Saved entries:
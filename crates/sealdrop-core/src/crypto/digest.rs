//! SHA-256 digesting and constant-time verification.
//!
//! The digest is computed over the original uncompressed plaintext when a
//! transfer is created and re-checked after the full decrypt + decompress
//! pipeline at access time. A mismatch anywhere along the pipeline aborts
//! the access without consuming the record.

use sha2::{Digest, Sha256};
use subtle::ConstantTimeEq;

/// Digest size in bytes (256 bits).
pub const DIGEST_SIZE: usize = 32;

/// Compute the SHA-256 digest of arbitrary data.
pub fn digest(data: &[u8]) -> [u8; DIGEST_SIZE] {
    let mut hasher = Sha256::new();
    hasher.update(data);
    hasher.finalize().into()
}

/// Compute SHA-256 and return a lowercase hex string.
pub fn digest_hex(data: &[u8]) -> String {
    hex::encode(digest(data))
}

/// Verify `data` against an expected digest.
///
/// The comparison runs in constant time over the full digest length; it
/// does not exit early on the first mismatched byte.
pub fn verify(data: &[u8], expected: &[u8; DIGEST_SIZE]) -> bool {
    digest(data).as_slice().ct_eq(expected.as_slice()).into()
}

▶ THE TASK: Lines above that have "expected": copy each of them.

▶ COMPLETED EXERCISE:
/// Verify `data` against an expected digest.
pub fn verify(data: &[u8], expected: &[u8; DIGEST_SIZE]) -> bool {
    digest(data).as_slice().ct_eq(expected.as_slice()).into()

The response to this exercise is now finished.